> What needs to be done: Look through the records below and copy each line that includes the word "remediations".

*** Opening Material shown ***

use std::collections::BTreeMap;
use std::time::Duration;

use chrono::Utc;
use edgefleet_config::HealthDef;
use edgefleet_executor::ExecutionRequest;
use edgefleet_fanout::{Coordinator, FanOutReport};
use edgefleet_registry::Node;
use futures::future::join_all;
use tracing::{info, instrument, warn};

use crate::error::HealthError;
use crate::probe::{Evaluation, Probe, ServiceSpec};
use crate::snapshot::{HealthSnapshot, NodeHealth, Remediation, RemediationOutcome, ServiceHealth};

#[derive(Debug, Clone, PartialEq, Eq)]
pub struct HealthPolicy {
  /// Consecutive failed sweeps before a service alerts.
  pub failure_threshold: u32,
  pub remediate: bool,
}

impl Default for HealthPolicy {
  fn default() -> Self {
    Self {
      failure_threshold: 3,
      remediate: true,
    }
  }
}

impl From<&HealthDef> for HealthPolicy {
  fn from(def: &HealthDef) -> Self {
    Self {
      failure_threshold: def.failure_threshold,
      remediate: def.remediate,
    }
  }
}

/// A service on a node: node plus index into the aggregator's services.
type Target = (Node, usize);
type Evaluations = BTreeMap<(String, usize), Evaluation>;

/// Builds health snapshots from probe sweeps and applies the recovery policy.
#[derive(Clone)]
pub struct HealthAggregator {
  coordinator: Coordinator,
  services: Vec<ServiceSpec>,
  policy: HealthPolicy,
  deadline: Duration,
}

impl HealthAggregator {
  pub fn new(coordinator: Coordinator, services: Vec<ServiceSpec>, policy: HealthPolicy, deadline: Duration) -> Self {
    Self {
      coordinator,
      services,
      policy,
      deadline,
    }
  }

  pub fn services(&self) -> &[ServiceSpec] {
    &self.services
  }

  pub fn policy(&self) -> &HealthPolicy {
    &self.policy
  }

  /// Probe every service on every node it applies to, remediate failures at
  /// most once, and carry failure streaks forward from `previous`.
  ///
  /// Services sharing an identical probe share one sweep, so a snapshot costs
  /// one fan-out per distinct probe plus, when something failed, one per
  /// remediation command and one re-probe.
  #[instrument(name = "health_snapshot", skip_all, fields(nodes = nodes.len(), services = self.services.len()))]
  pub async fn snapshot(&self, nodes: &[Node], previous: Option<&HealthSnapshot>) -> Result<HealthSnapshot, HealthError> {
    let taken_at = Utc::now();
    let targets: Vec<Target> = nodes
      .iter()
      .flat_map(|node| {
        self
          .services
          .iter()
          .enumerate()
          .filter(move |(_, service)| service.applies_to(node))
          .map(move |(idx, _)| (node.clone(), idx))
      })
      .collect();

    let mut evaluations = self.probe(&targets).await?;
    for ((node, idx), eval) in &evaluations {
      if eval.status.is_failing() {
        warn!(
          node = %node,
          service = %self.services[*idx].name,
          status = %eval.status,
          detail = %eval.detail,
          "service_unhealthy"
        );
      }
    }

    let remediations = if self.policy.remediate {
      self.remediate(&targets, &mut evaluations).await?
    } else {
      BTreeMap::new()
    };

    let mut snapshot = HealthSnapshot {
      taken_at,
      nodes: nodes.iter().map(|n| (n.name.clone(), NodeHealth::default())).collect(),
    };
    for ((node, idx), eval) in evaluations {
      let service = &self.services[idx];
      let streak = if eval.status.is_failing() {
        previous
          .map_or(0, |p| p.consecutive_failures(&node, &service.name))
          .saturating_add(1)
      } else {
        0
      };
      if eval.status.is_failing() && streak >= self.policy.failure_threshold.max(1) {
        warn!(node = %node, service = %service.name, consecutive_failures = streak, "health_alert");
      }
      let health = ServiceHealth {
        status: eval.status,
        detail: eval.detail,
        last_checked: taken_at,
        consecutive_failures: streak,
        remediation: remediations.get(&(node.clone(), idx)).cloned(),
      };
      snapshot
        .nodes
        .entry(node)
        .or_default()
        .services
        .insert(service.name.clone(), health);
    }

    info!(
      healthy = snapshot.is_healthy(),
      alerts = snapshot.alerts(self.policy.failure_threshold).len(),
      "health_snapshot_taken"
    );
    Ok(snapshot)
  }

  /// One sweep per distinct probe over the nodes that need it.
  async fn probe(&self, targets: &[Target]) -> Result<Evaluations, HealthError> {
    let mut groups: Vec<(&Probe, Vec<usize>)> = Vec::new();
    for (idx, service) in self.services.iter().enumerate() {
      match groups.iter().position(|(probe, _)| *probe == &service.probe) {
        Some(i) => groups[i].1.push(idx),
        None => groups.push((&service.probe, vec![idx])),
      }
    }

    let sweeps = groups.iter().filter_map(|(probe, members)| {
      let nodes = distinct_nodes(targets.iter().filter(|(_, idx)| members.contains(idx)));
      if nodes.is_empty() {
        return None;
      }
      let deadline = self.deadline;
      Some(async move {
        let report = self
          .coordinator
          .sweep(&nodes, |node| probe.request(node, deadline), deadline)
          .await;
        (*probe, members, report)
      })
    });

    let mut evaluations = Evaluations::new();
    for (probe, members, report) in join_all(sweeps).await {
      let report = report?;
      for (node, idx) in targets.iter().filter(|(_, idx)| members.contains(idx)) {
        if let Some(result) = report.get(&node.name) {
          evaluations.insert((node.name.clone(), *idx), probe.evaluate(result));
        }
      }
    }
    Ok(evaluations)
  }

  /// Run each failing service's remediation command once, then re-probe the
  /// services whose command succeeded. Nothing here loops: a service that is
  /// still failing after the re-probe is reported as is.
  async fn remediate(
    &self,
    targets: &[Target],
    evaluations: &mut Evaluations,
  ) -> Result<BTreeMap<(String, usize), Remediation>, HealthError> {
    let mut by_command: BTreeMap<&str, Vec<&Target>> = BTreeMap::new();
    for target in targets {
      let (node, idx) = target;
      let failing = evaluations
        .get(&(node.name.clone(), *idx))
        .is_some_and(|e| e.status.is_failing());
      if failing && let Some(command) = self.services[*idx].remediation.as_deref() {
        by_command.entry(command).or_default().push(target);
      }
    }
    if by_command.is_empty() {
      return Ok(BTreeMap::new());
    }

    let sweeps = by_command.iter().map(|(command, affected)| {
      let nodes = distinct_nodes(affected.iter().copied());
      for node in &nodes {
        warn!(node = %node.name, command = %command, "remediation_issued");
      }
      let deadline = self.deadline;
      async move {
        let report = self
          .coordinator
          .sweep(
            &nodes,
            |_| ExecutionRequest::command(*command, deadline).not_idempotent(),
            deadline,
          )
          .await;
        (*command, affected, report)
      }
    });

    let mut remediations = BTreeMap::new();
    let mut reprobe: Vec<Target> = Vec::new();
    for (command, affected, report) in join_all(sweeps).await {
      let report: FanOutReport = report?;
      for (node, idx) in affected {
        let key = (node.name.clone(), *idx);
        match report.get(&node.name) {
          Some(result) if result.is_success() => reprobe.push((node.clone(), *idx)),
          Some(result) => {
            let error = result.error.as_ref().map_or_else(|| "failed".to_string(), |e| e.to_string());
            warn!(node = %node.name, command = %command, error = %error, "remediation_failed");
            remediations.insert(
              key,
              Remediation {
                command: command.to_string(),
                outcome: RemediationOutcome::CommandFailed { error },
              },
            );
          }
          None => {}
        }
      }
    }

    let rechecked = if reprobe.is_empty() {
      Evaluations::new()
    } else {
      self.probe(&reprobe).await?
    };
    for (node, idx) in reprobe {
      let key = (node.name.clone(), idx);
      let Some(eval) = rechecked.get(&key) else {
        continue;
      };
      let outcome = if eval.status.is_failing() {
        warn!(node = %node.name, service = %self.services[idx].name, detail = %eval.detail, "remediation_ineffective");
        RemediationOutcome::StillFailing
      } else {
        info!(node = %node.name, service = %self.services[idx].name, "remediation_recovered");
        RemediationOutcome::Recovered
      };
      let command = self.services[idx].remediation.clone().unwrap_or_default();
      evaluations.insert(key.clone(), eval.clone());
      remediations.insert(key, Remediation { command, outcome });
    }
    Ok(remediations)
  }
}

/// Nodes in first-seen order without repeats.
fn distinct_nodes<'a>(targets: impl Iterator<Item = &'a Target>) -> Vec<Node> {
  let mut nodes: Vec<Node> = Vec::new();
  for (node, _) in targets {
    if !nodes.iter().any(|n| n.name == node.name) {
      nodes.push(node.clone());
    }
  }
  nodes
}
//! Fleet-wide model inventories read from the inference servers.

use std::collections::BTreeMap;
use std::time::Duration;

use edgefleet_executor::{ExecutionRequest, ExecutionResult, HttpProbe};
use edgefleet_registry::Node;
use serde::Serialize;
use tracing::warn;

use crate::manifest::{ArtifactManifestEntry, DivergenceFault, ModelInventory, check_replicas};

/// Path of the inference server's model listing.
pub const INVENTORY_PATH: &str = "/api/tags";

/// The request that reads one node's model inventory.
pub fn inventory_request(node: &Node, deadline: Duration) -> ExecutionRequest {
  ExecutionRequest::http(HttpProbe::get(node.inference_port, INVENTORY_PATH), deadline)
}

/// Model inventories gathered across nodes, checked for replicas that
/// disagree on size or digest.
#[derive(Debug, Clone, Default, Serialize)]
pub struct InventoryReport {
  pub inventories: BTreeMap<String, ModelInventory>,
  /// Nodes whose inventory could not be read, with the reason.
  pub unavailable: BTreeMap<String, String>,
  pub faults: Vec<DivergenceFault>,
}

impl InventoryReport {
  /// Build from the results of [`inventory_request`], one per node.
  pub fn from_results<'a>(results: impl IntoIterator<Item = &'a ExecutionResult>) -> Self {
    let mut report = InventoryReport::default();
    for result in results {
      if let Some(error) = &result.error {
        report.unavailable.insert(result.node.clone(), error.to_string());
        continue;
      }
      match result.json::<ModelInventory>() {
        Ok(inventory) => {
          report.inventories.insert(result.node.clone(), inventory);
        }
        Err(e) => {
          report
            .unavailable
            .insert(result.node.clone(), format!("unreadable model inventory: {e}"));
        }
      }
    }

    let entries: Vec<ArtifactManifestEntry> = report
      .inventories
      .iter()
      .flat_map(|(node, inventory)| inventory.entries(node))
      .collect();
    report.faults = check_replicas(&entries);
    for fault in &report.faults {
      warn!(artifact = %fault.id, variants = fault.variants.len(), "replica_divergence");
    }
    report
  }

  /// No replica disagrees. Unreadable nodes do not count against this.
  pub fn is_consistent(&self) -> bool {
    self.faults.is_empty()
  }

  pub fn render(&self) -> String {
    let mut out = String::new();
    for (node, inventory) in &self.inventories {
      out.push_str(&format!("  {:<10} {} models: {}\n", node, inventory.models.len(), inventory.names().join(", ")));
    }
    for (node, reason) in &self.unavailable {
      out.push_str(&format!("  {node:<10} inventory unavailable: {reason}\n"));
    }
    if self.faults.is_empty() {
      out.push_str("model replicas consistent\n");
    }
    for fault in &self.faults {
      out.push_str(&format!("DIVERGENCE {fault}\n"));
    }
    out
  }
}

*** Closing Material shown ***

> Response box:
    let remediations = if self.policy.remediate {
        remediation: remediations.get(&(node.clone(), idx)).cloned(),
    let mut remediations = BTreeMap::new();
            remediations.insert(
      remediations.insert(key, Remediation { command, outcome });
    Ok(remediations)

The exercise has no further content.